The puppy-proof garden: Warning poisonous plants!
What is considered a beautiful blossom in human eyes can quickly become dangerous if the curious puppy chews on leaves, stems or plant bulbs. The best thing to do is to remove poisonous plants as early as possible so that dangerous situations do not arise. Plants poisonous to dogs include, for example, laburnum, delphiniums, poppies, daffodils, lily of the valley, angel's trumpet, foxglove and rhododendron.

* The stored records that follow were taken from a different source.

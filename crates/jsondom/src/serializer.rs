//! Pull-mode JSON emitter.
//!
//! A [`Serializer`] walks a [`Value`] tree with an explicit cursor stack and
//! copies output into caller-supplied buffers on demand, so partial output
//! never materializes the whole document.

use crate::error::{Error, Result};
use crate::object;
use crate::value::{Repr, Value};

/// Staging area for the token currently being emitted. Large enough for the
/// longest number ryu or itoa can produce, and for any escape sequence.
struct Chip {
    buf: [u8; 32],
    len: u8,
    off: u8,
}

impl Chip {
    fn new() -> Self {
        Self {
            buf: [0; 32],
            len: 0,
            off: 0,
        }
    }

    fn is_empty(&self) -> bool {
        self.off == self.len
    }

    fn load(&mut self, bytes: &[u8]) {
        debug_assert!(self.is_empty() && bytes.len() <= self.buf.len());
        self.buf[..bytes.len()].copy_from_slice(bytes);
        self.len = bytes.len() as u8;
        self.off = 0;
    }

    fn load_escape(&mut self, byte: u8) {
        match byte {
            b'"' => self.load(b"\\\""),
            b'\\' => self.load(b"\\\\"),
            0x08 => self.load(b"\\b"),
            0x0C => self.load(b"\\f"),
            b'\n' => self.load(b"\\n"),
            b'\r' => self.load(b"\\r"),
            b'\t' => self.load(b"\\t"),
            _ => {
                const HEX: &[u8; 16] = b"0123456789abcdef";
                let seq = [
                    b'\\',
                    b'u',
                    b'0',
                    b'0',
                    HEX[(byte >> 4) as usize],
                    HEX[(byte & 0x0F) as usize],
                ];
                self.load(&seq);
            }
        }
    }

    fn drain(&mut self, out: &mut [u8]) -> usize {
        let pending = &self.buf[self.off as usize..self.len as usize];
        let take = pending.len().min(out.len());
        out[..take].copy_from_slice(&pending[..take]);
        self.off += take as u8;
        if self.off == self.len {
            self.off = 0;
            self.len = 0;
        }
        take
    }
}

/// Only `"`, `\` and the C0 control range are escaped; `/`, DEL and
/// non-ASCII bytes pass through verbatim.
fn needs_escape(byte: u8) -> bool {
    matches!(byte, b'"' | b'\\' | 0x00..=0x1F)
}

enum Frame<'a> {
    Value(&'a Value),
    Array {
        iter: std::slice::Iter<'a, Value>,
        first: bool,
    },
    Object {
        iter: object::Iter<'a>,
        first: bool,
    },
    /// A string body in flight; `close` carries the closing quote (plus the
    /// colon for keys).
    Text {
        bytes: &'a [u8],
        pos: usize,
        close: &'static [u8],
    },
}

/// A pull-mode serializer over a [`Value`] (or any sub-value).
///
/// Repeated [`read`](Serializer::read) calls fill the caller's buffer with
/// the next bytes of canonical output: no insignificant whitespace, shortest
/// round-trip doubles, minimal escaping.
pub struct Serializer<'a> {
    stack: Vec<Frame<'a>>,
    chip: Chip,
    done: bool,
    err: Option<Error>,
}

impl<'a> Serializer<'a> {
    pub fn new(value: &'a Value) -> Self {
        Self {
            stack: vec![Frame::Value(value)],
            chip: Chip::new(),
            done: false,
            err: None,
        }
    }

    /// Whether the final byte has been emitted.
    pub fn is_done(&self) -> bool {
        self.done
    }

    /// Copy up to `out.len()` bytes of output into `out`, returning how many
    /// were written. Serializing a non-finite double fails with
    /// [`Error::NotNumber`]; the error then repeats on every call.
    pub fn read(&mut self, out: &mut [u8]) -> Result<usize> {
        if let Some(err) = self.err {
            return Err(err);
        }
        let mut n = 0;
        while n < out.len() {
            if !self.chip.is_empty() {
                n += self.chip.drain(&mut out[n..]);
                continue;
            }
            if let Some(Frame::Text { .. }) = self.stack.last() {
                n += self.emit_text(&mut out[n..]);
                continue;
            }
            match self.stack.pop() {
                None => break,
                Some(frame) => {
                    if let Err(err) = self.step(frame) {
                        self.err = Some(err);
                        return Err(err);
                    }
                }
            }
        }
        if self.chip.is_empty() && self.stack.is_empty() {
            self.done = true;
        }
        Ok(n)
    }

    fn step(&mut self, frame: Frame<'a>) -> Result<()> {
        match frame {
            Frame::Value(value) => match value.repr() {
                Repr::Null => self.chip.load(b"null"),
                Repr::Bool(true) => self.chip.load(b"true"),
                Repr::Bool(false) => self.chip.load(b"false"),
                Repr::Int64(v) => {
                    let mut fmt = itoa::Buffer::new();
                    self.chip.load(fmt.format(v).as_bytes());
                }
                Repr::UInt64(v) => {
                    let mut fmt = itoa::Buffer::new();
                    self.chip.load(fmt.format(v).as_bytes());
                }
                Repr::Float64(v) => {
                    if !v.is_finite() {
                        return Err(Error::NotNumber);
                    }
                    let mut fmt = ryu::Buffer::new();
                    self.chip.load(fmt.format_finite(v).as_bytes());
                }
                Repr::String(s) => {
                    self.chip.load(b"\"");
                    self.stack.push(Frame::Text {
                        bytes: s.as_bytes(),
                        pos: 0,
                        close: b"\"",
                    });
                }
                Repr::Array(a) => {
                    self.chip.load(b"[");
                    self.stack.push(Frame::Array {
                        iter: a.as_slice().iter(),
                        first: true,
                    });
                }
                Repr::Object(o) => {
                    self.chip.load(b"{");
                    self.stack.push(Frame::Object {
                        iter: o.iter(),
                        first: true,
                    });
                }
            },
            Frame::Array { mut iter, first } => match iter.next() {
                None => self.chip.load(b"]"),
                Some(value) => {
                    if !first {
                        self.chip.load(b",");
                    }
                    self.stack.push(Frame::Array { iter, first: false });
                    self.stack.push(Frame::Value(value));
                }
            },
            Frame::Object { mut iter, first } => match iter.next() {
                None => self.chip.load(b"}"),
                Some((key, value)) => {
                    self.chip.load(if first { b"\"".as_slice() } else { b",\"" });
                    self.stack.push(Frame::Object { iter, first: false });
                    self.stack.push(Frame::Value(value));
                    self.stack.push(Frame::Text {
                        bytes: key.as_bytes(),
                        pos: 0,
                        close: b"\":",
                    });
                }
            },
            Frame::Text { .. } => unreachable!("text frames are handled by emit_text"),
        }
        Ok(())
    }

    fn emit_text(&mut self, out: &mut [u8]) -> usize {
        let Some(Frame::Text { bytes, pos, close }) = self.stack.last_mut() else {
            return 0;
        };
        let mut n = 0;
        loop {
            let rest = &bytes[*pos..];
            if rest.is_empty() {
                let close = *close;
                self.stack.pop();
                self.chip.load(close);
                break;
            }
            if n == out.len() {
                break;
            }
            let span = rest
                .iter()
                .position(|&b| needs_escape(b))
                .unwrap_or(rest.len());
            if span > 0 {
                let take = span.min(out.len() - n);
                out[n..n + take].copy_from_slice(&rest[..take]);
                *pos += take;
                n += take;
                continue;
            }
            let byte = rest[0];
            *pos += 1;
            self.chip.load_escape(byte);
            break;
        }
        n
    }
}

/// Serialize `value` into a fresh byte vector.
pub fn to_vec(value: &Value) -> Result<Vec<u8>> {
    let mut serializer = Serializer::new(value);
    let mut out = Vec::new();
    let mut buf = [0u8; 1024];
    loop {
        let n = serializer.read(&mut buf)?;
        out.extend_from_slice(&buf[..n]);
        if serializer.is_done() {
            return Ok(out);
        }
    }
}

/// Serialize `value` into a `String`.
///
/// Model strings are byte sequences; if one holds invalid UTF-8 the textual
/// rendition is refused with [`Error::NotString`]. Use [`to_vec`] for the
/// raw bytes.
pub fn to_string(value: &Value) -> Result<std::string::String> {
    let bytes = to_vec(value)?;
    std::string::String::from_utf8(bytes).map_err(|_| Error::NotString)
}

Contain the sources of danger in the garden
It is not just garden plants that can be dangerous for a young dog who wants to try everything and nibble on it. You should also check the rest of the garden furnishings for puppy-proof condition. The garden pond or the swimming pool can also become a danger for a puppy - even a shallow water should be fenced off or covered for safety.
Since a small puppy can easily squeeze through any gap, it is best to check the garden fence carefully for slip-through possibilities and to retrofit hedges with a close-meshed fence. Tools with sharp blades should of course not be lying around in the garden - just as pesticides, fertilizers, snail venom and the like must of course not be accessible to the puppy.